“I think women all over this country heard very clearly what Mr. Trump said,” Carly Fiorina said back in September after Donald Trump made derogatory comments about her face.
It turns out to be a useful observation about Trump. When he said this week that Hillary Clinton got “schlonged” by Barack Obama in the 2008 presidential campaign, women all over this country heard very clearly what he said.
Trump, who rarely seems to take a defensive posture, is scurrying on Twitter trying to explain that “schlonged” is “not vulgar.” As he has pointed out, the word has indeed been used before — albeit rarely –to connote a bruising political defeat.
But context matters. The remark comes on the heel of a long line of flagrantly sexist comments made by Trump. In the past, he has used words such as “fat pigs,” “dogs” and “disgusting animals” to describe women. After Fox News anchor Megyn Kelly pressed him about these comments at the first Republican debate, Trump later told CNN that Kelly behaved inappropriately and must have had “blood coming out of her wherever.”

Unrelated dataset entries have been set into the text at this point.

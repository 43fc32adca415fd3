// Model source trait: how the pipeline acquires its fitted topic model.
//
// No validation of the model's internals happens here beyond deserializing
// it and checking that the artifact version is one this build reads.

use std::path::{Path, PathBuf};

use anyhow::{bail, Context, Result};
use serde::Deserialize;
use tracing::info;

use super::keyword::{KeywordTopicModel, SUPPORTED_FORMAT_VERSION};
use super::traits::TopicModel;
use crate::error::PipelineError;

pub trait ModelSource {
    /// Load the fitted model. Any failure is `ModelUnavailable`.
    fn load(&self) -> Result<Box<dyn TopicModel>, PipelineError>;
}

/// Reads a serialized keyword topic model from disk.
pub struct FileModelSource {
    path: PathBuf,
}

impl FileModelSource {
    pub fn new(path: impl Into<PathBuf>) -> Self {
        Self { path: path.into() }
    }
}

impl ModelSource for FileModelSource {
    fn load(&self) -> Result<Box<dyn TopicModel>, PipelineError> {
        info!(path = %self.path.display(), "Loading topic extraction model...");

        let model = read_keyword_model(&self.path)
            .map_err(|e| PipelineError::model_unavailable(&self.path, &e))?;

        info!(
            topics = model.topics.len(),
            name = model.name.as_deref().unwrap_or("unnamed"),
            "Model loaded"
        );
        Ok(Box::new(model))
    }
}

/// Just enough of the artifact to decide whether the rest is readable.
#[derive(Deserialize)]
struct ArtifactHeader {
    format_version: u32,
}

/// Read and deserialize a keyword model artifact, rejecting versions from an
/// incompatible trainer before attempting the full schema.
pub fn read_keyword_model(path: &Path) -> Result<KeywordTopicModel> {
    let text = std::fs::read_to_string(path).context("reading model artifact")?;

    let header: ArtifactHeader =
        serde_json::from_str(&text).context("parsing model artifact header")?;
    if header.format_version != SUPPORTED_FORMAT_VERSION {
        bail!(
            "artifact format version {} is not supported (expected {})",
            header.format_version,
            SUPPORTED_FORMAT_VERSION
        );
    }

    serde_json::from_str(&text).context("parsing model artifact")
}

Again, Trump denied he was making a derogatory comment about Kelly and menstruation. But women heard clearly what he said. And Trump has used the phrase in a political context once before — to talk about other women running for office.
Trump’s latest comments may have reached the limit of offensiveness. He used the word “disgusting” in discussing Clinton’s walk to the bathroom during Saturday night’s Democratic debate. In his remark about Clinton and the 2008 election, Trump said: “But she was going to beat — she was favored to win — and she got schlonged, she lost, I mean she lost.” It’s almost as if he realized he had just misspoken.
It’s noteworthy that in the hours before Trump’s remark, Clinton was under fire for something she said. During Saturday’s debate, she asserted that ISIS would use videos of Trump’s hateful anti-Muslim rhetoric to aid its agenda and recruit new terrorists. And Trump, who I’m not sure has the capacity for regret, let alone contrition, demanded that Clinton apologize.
Clinton may have exaggerated, but foreign policy experts agree that Trump’s rhetoric plays into the goals and strategy of ISIS. But now we’re all parsing Trump’s use of the word “schlonged,” and it doesn’t seem he can find a single expert to agree with him that it’s not dirty and offensive. Clinton, who actually deserves an apology, is staying above the fray.
The contrast makes Trump look like the schoolyard bully who comes crying when he gets a skinned knee.
To be clear, while the Republican Party understandably despises Trump and the threat he poses to its electoral chances, the GOP establishment is aiding and abetting his behavior.
After criticizing Trump, Jeb Bush alleged that Clinton will use the incident to play the victim. “She’s great at being the victim,” Bush told reporters. “You know this will enhance her ‘victimology’ status. This is what she loves doing.”
Can you simultaneously chastise Trump for saying something offensive while suggesting that Clinton shouldn’t actually be offended but relishes being the victim? Here too, women all over the country very clearly heard what Bush said.
This rhetoric comes from a party that tried to block reauthorization of the Violence Against Women Act, threatened to shut down the government over funding for Planned Parenthood health clinics and refuses to acknowledge the existence of a gender wage gap, let alone support pay equity legislation.
Republicans perpetually attack women’s rights, and then when women say Republicans are fueling a war on women, conservatives suggest women are just crying wolf and playing the victim.
The party that hopes to be elected by a majority of the American people can’t even fully acknowledge how its policies and rhetoric negatively affect all the women in our country. Meanwhile, Republicans very much seem to believe the war on Christmas is real and no one accuses Santa Claus of playing the victim.
Trump said something offensive. Republican policies toward women and women’s health are offensive. Accusing women who point this out of playing the victim? That’s also offensive. Women all over this country hear very clearly what Republicans are saying and don’t like it.